WORK ORDER: List every line in this data where the string "CallTable" occurs.

[Start of section]

//
// completion.rs
//
// Completion candidate assembly
//
// Candidates come in pools, each with a priority tier. Pools are merged
// from the highest tier down and the first pool to offer a text wins, so
// the final list never repeats a display text.
//

use std::collections::HashSet;

use crate::cross_file::signatures::FunctionSignature;
use crate::document::DocumentAccess;
use crate::documentation::{CallTable, MemberTable};
use crate::reserved_words::{
    DECLARATION_KEYWORDS, LITERAL_KEYWORDS, MAGIC_METHODS, SELF_KEYWORDS, STATEMENT_KEYWORDS,
};
use crate::scope::{typed_chain, visible_scope};
use crate::signature_hint::{last_significant, signature_hint, SignatureHint};

/// How the request was triggered.
#[derive(Debug, Clone, Copy, PartialEq, Eq)]
pub enum TriggerReason {
    /// Requested by the user
    Explicit,
    /// Typed trigger character
    TriggerCharacter,
    /// Editor idle after typing
    Idle,
}

/// What the text left of the cursor asks for.
#[derive(Debug, Clone, Copy, PartialEq, Eq)]
pub enum CompletionContextKind {
    /// After `(` or `,`
    CallArgument,
    /// After `.`
    Member,
    /// After `:`
    Method,
    /// Anywhere else
    Word,
}

#[derive(Debug, Clone, Copy, PartialEq, Eq, Hash)]
pub enum CandidateCategory {
    Variable,
    Function,
    Keyword,
    Magic,
}

#[derive(Debug, Clone, PartialEq, Eq)]
pub struct CompletionCandidate {
    pub text: String,
    pub category: CandidateCategory,
    /// Tier of the pool the candidate came from; higher sorts first
    pub priority: u8,
}

/// Candidates sharing a category and priority tier.
#[derive(Debug, Clone, PartialEq, Eq)]
pub struct CandidatePool {
    pub category: CandidateCategory,
    pub priority: u8,
    pub items: Vec<String>,
}

impl CandidatePool {
    pub fn new<I, S>(category: CandidateCategory, priority: u8, items: I) -> Self
    where
        I: IntoIterator<Item = S>,
        S: Into<String>,
    {
        Self {
            category,
            priority,
            items: items.into_iter().map(Into::into).collect(),
        }
    }

    /// Keep items starting with `lowered_prefix`, ignoring case.
    fn filtered(mut self, lowered_prefix: &str) -> Self {
        self.items
            .retain(|item| item.to_lowercase().starts_with(lowered_prefix));
        self
    }
}

/// Merge pools into one list: tiers descending, pool order within a tier,
/// first occurrence of a display text wins.
pub fn merge_pools(mut pools: Vec<CandidatePool>) -> Vec<CompletionCandidate> {
    pools.sort_by(|a, b| b.priority.cmp(&a.priority));

    let mut seen = HashSet::new();
    let mut out = Vec::new();
    for pool in pools {
        for item in pool.items {
            if seen.contains(&item) {
                continue;
            }
            seen.insert(item.clone());
            out.push(CompletionCandidate {
                text: item,
                category: pool.category,
                priority: pool.priority,
            });
        }
    }
    out
}

/// Data the assembler draws candidates from.
#[derive(Debug, Clone, Copy)]
pub struct CompletionSources<'a> {
    /// Functions defined in the document itself
    pub document: &'a [FunctionSignature],
    /// Functions visible from the document (itself, required files and
    /// built-ins)
    pub visible: &'a [FunctionSignature],
    /// Predefined free words
    pub words: &'a [String],
    pub members: &'a MemberTable,
    pub calls: &'a CallTable,
}

#[derive(Debug)]
pub struct CompletionRequest<'a, D: DocumentAccess + ?Sized> {
    pub doc: &'a D,
    /// Character offset of the cursor
    pub cursor: usize,
    pub reason: TriggerReason,
    /// Whether idle-triggered requests are served
    pub idle_completion: bool,
}

#[derive(Debug, Clone, PartialEq, Eq)]
pub struct CompletionList {
    pub context: CompletionContextKind,
    pub candidates: Vec<CompletionCandidate>,
    /// Where accepted text replaces the document
    pub insert_offset: usize,
    /// Only exact receiver matches were offered
    pub perfect_match: bool,
}

/// A signature hint when the cursor is in a call's argument list,
/// completions otherwise.
#[derive(Debug, Clone, PartialEq, Eq)]
pub enum Assist {
    Hint(SignatureHint),
    Completions(CompletionList),
}

/// Classify the context from the last non-whitespace character before the
/// cursor, and return that character's offset.
pub fn classify_context<D: DocumentAccess + ?Sized>(
    doc: &D,
    cursor: usize,
) -> (CompletionContextKind, Option<usize>) {
    let Some(pos) = last_significant(doc, cursor) else {
        return (CompletionContextKind::Word, None);
    };
    let kind = match doc.char_at(pos) {
        Some('(' | ',') => CompletionContextKind::CallArgument,
        Some('.') => CompletionContextKind::Member,
        Some(':') => CompletionContextKind::Method,
        _ => CompletionContextKind::Word,
    };
    (kind, Some(pos))
}

fn is_ident_char(c: char) -> bool {
    c.is_alphanumeric() || c == '_'
}

/// Name left of the separator at `separator`: the identifier directly
/// before it (whitespace skipped), or failing that the whole non-blank run
/// with one trailing `()` removed, so `foo():` gives `foo`.
pub fn receiver<D: DocumentAccess + ?Sized>(doc: &D, separator: usize) -> String {
    let mut end = separator;
    while end > 0 && doc.char_at(end - 1).is_some_and(char::is_whitespace) {
        end -= 1;
    }
    let mut start = end;
    while start > 0 && doc.char_at(start - 1).is_some_and(is_ident_char) {
        start -= 1;
    }
    if start < end {
        return doc.text_at(start, end - start);
    }

    let mut start = separator;
    while start > 0 && doc.char_at(start - 1).is_some_and(|c| !c.is_whitespace()) {
        start -= 1;
    }
    let run = doc.text_at(start, separator - start);
    match run.strip_suffix("()") {
        Some(stripped) => stripped.to_string(),
        None => run,
    }
}

/// Assemble completions at the request's cursor.
///
/// `None` for idle triggers unless idle completion is enabled.
pub fn complete<D: DocumentAccess + ?Sized>(
    request: &CompletionRequest<'_, D>,
    sources: &CompletionSources<'_>,
) -> Option<CompletionList> {
    if request.reason == TriggerReason::Idle && !request.idle_completion {
        return None;
    }

    let doc = request.doc;
    let cursor = request.cursor.min(doc.len_chars());
    let (context, trigger) = classify_context(doc, cursor);

    let mut perfect_match = false;
    let mut insert_offset = cursor;
    let pools = match (context, trigger) {
        (CompletionContextKind::Member | CompletionContextKind::Method, Some(separator)) => {
            let name = receiver(doc, separator);
            let perfect = perfect_pools(context, &name, sources);
            if perfect.iter().any(|pool| !pool.items.is_empty()) {
                perfect_match = true;
                perfect
            } else {
                member_pools(context, doc, cursor, sources)
            }
        }
        (CompletionContextKind::Word, _) => {
            let chain = typed_chain(doc, cursor);
            insert_offset = cursor - chain.partial.chars().count();
            word_pools(doc, cursor, &chain.partial, sources)
        }
        _ => general_pools(doc, cursor),
    };

    let candidates = merge_pools(pools);
    log::trace!(
        "Completion at {}: {:?} context, {} candidates{}",
        cursor,
        context,
        candidates.len(),
        if perfect_match { " (perfect match)" } else { "" }
    );

    Some(CompletionList {
        context,
        candidates,
        insert_offset,
        perfect_match,
    })
}

/// Signature hint if one applies at the cursor, otherwise completions.
pub fn assist<D: DocumentAccess + ?Sized>(
    request: &CompletionRequest<'_, D>,
    sources: &CompletionSources<'_>,
) -> Option<Assist> {
    if let Some(hint) = signature_hint(request.doc, request.cursor, sources.visible, sources.calls) {
        return Some(Assist::Hint(hint));
    }
    complete(request, sources).map(Assist::Completions)
}

/// Exact matches on the receiver name. Any non-empty pool suppresses every
/// other suggestion.
fn perfect_pools(
    context: CompletionContextKind,
    receiver: &str,
    sources: &CompletionSources<'_>,
) -> Vec<CandidatePool> {
    let functions = sources
        .visible
        .iter()
        .filter(|sig| sig.owner.as_deref() == Some(receiver))
        .map(|sig| sig.name.clone());
    let mut pools = vec![CandidatePool::new(CandidateCategory::Function, 1, functions)];

    match context {
        CompletionContextKind::Method => pools.push(CandidatePool::new(
            CandidateCategory::Function,
            1,
            sources.calls.calls_of(receiver).iter().map(|call| call.name.clone()),
        )),
        CompletionContextKind::Member => pools.push(CandidatePool::new(
            CandidateCategory::Variable,
            1,
            sources.members.members_of(receiver).iter().cloned(),
        )),
        _ => {}
    }
    pools
}

fn document_function_names(sources: &CompletionSources<'_>) -> Vec<String> {
    sources.document.iter().map(|sig| sig.name.clone()).collect()
}

fn member_pools<D: DocumentAccess + ?Sized>(
    context: CompletionContextKind,
    doc: &D,
    cursor: usize,
    sources: &CompletionSources<'_>,
) -> Vec<CandidatePool> {
    let scope = visible_scope(doc, cursor);
    let chain = typed_chain(doc, cursor);
    let mut pools = Vec::new();

    if let Some(node) = scope.lookup(&chain.segments) {
        if !chain.segments.is_empty() {
            pools.push(CandidatePool::new(CandidateCategory::Variable, 4, node.child_names()));
        }
    }
    pools.push(CandidatePool::new(CandidateCategory::Variable, 3, scope.child_names()));

    if context == CompletionContextKind::Method {
        pools.push(CandidatePool::new(
            CandidateCategory::Function,
            2,
            sources.calls.words.iter().cloned(),
        ));
        pools.push(CandidatePool::new(
            CandidateCategory::Function,
            2,
            document_function_names(sources),
        ));
    } else {
        pools.push(CandidatePool::new(
            CandidateCategory::Variable,
            2,
            sources.members.words.iter().cloned(),
        ));
    }

    pools.push(CandidatePool::new(CandidateCategory::Keyword, 1, SELF_KEYWORDS.iter().copied()));
    if context == CompletionContextKind::Method {
        pools.push(CandidatePool::new(CandidateCategory::Magic, 0, MAGIC_METHODS.iter().copied()));
    }
    pools
}

fn word_pools<D: DocumentAccess + ?Sized>(
    doc: &D,
    cursor: usize,
    partial: &str,
    sources: &CompletionSources<'_>,
) -> Vec<CandidatePool> {
    let lowered = partial.to_lowercase();
    let scope = visible_scope(doc, cursor);

    [
        CandidatePool::new(CandidateCategory::Variable, 6, scope.child_names()),
        CandidatePool::new(CandidateCategory::Function, 5, document_function_names(sources)),
        CandidatePool::new(CandidateCategory::Variable, 4, sources.words.iter().cloned()),
        CandidatePool::new(CandidateCategory::Keyword, 3, SELF_KEYWORDS.iter().copied()),
        CandidatePool::new(CandidateCategory::Keyword, 2, DECLARATION_KEYWORDS.iter().copied()),
        CandidatePool::new(CandidateCategory::Keyword, 1, STATEMENT_KEYWORDS.iter().copied()),
        CandidatePool::new(CandidateCategory::Keyword, 0, LITERAL_KEYWORDS.iter().copied()),
    ]
    .into_iter()
    .map(|pool| pool.filtered(&lowered))
    .collect()
}

fn general_pools<D: DocumentAccess + ?Sized>(doc: &D, cursor: usize) -> Vec<CandidatePool> {
    let scope = visible_scope(doc, cursor);
    vec![
        CandidatePool::new(CandidateCategory::Variable, 4, scope.child_names()),
        CandidatePool::new(CandidateCategory::Keyword, 3, SELF_KEYWORDS.iter().copied()),
        CandidatePool::new(CandidateCategory::Keyword, 2, DECLARATION_KEYWORDS.iter().copied()),
        CandidatePool::new(CandidateCategory::Keyword, 1, STATEMENT_KEYWORDS.iter().copied()),
        CandidatePool::new(CandidateCategory::Keyword, 0, LITERAL_KEYWORDS.iter().copied()),
    ]
}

[End of section]

SOLUTION FOR THIS EXERCISE:
use crate::documentation::{CallTable, MemberTable};
    pub calls: &'a CallTable,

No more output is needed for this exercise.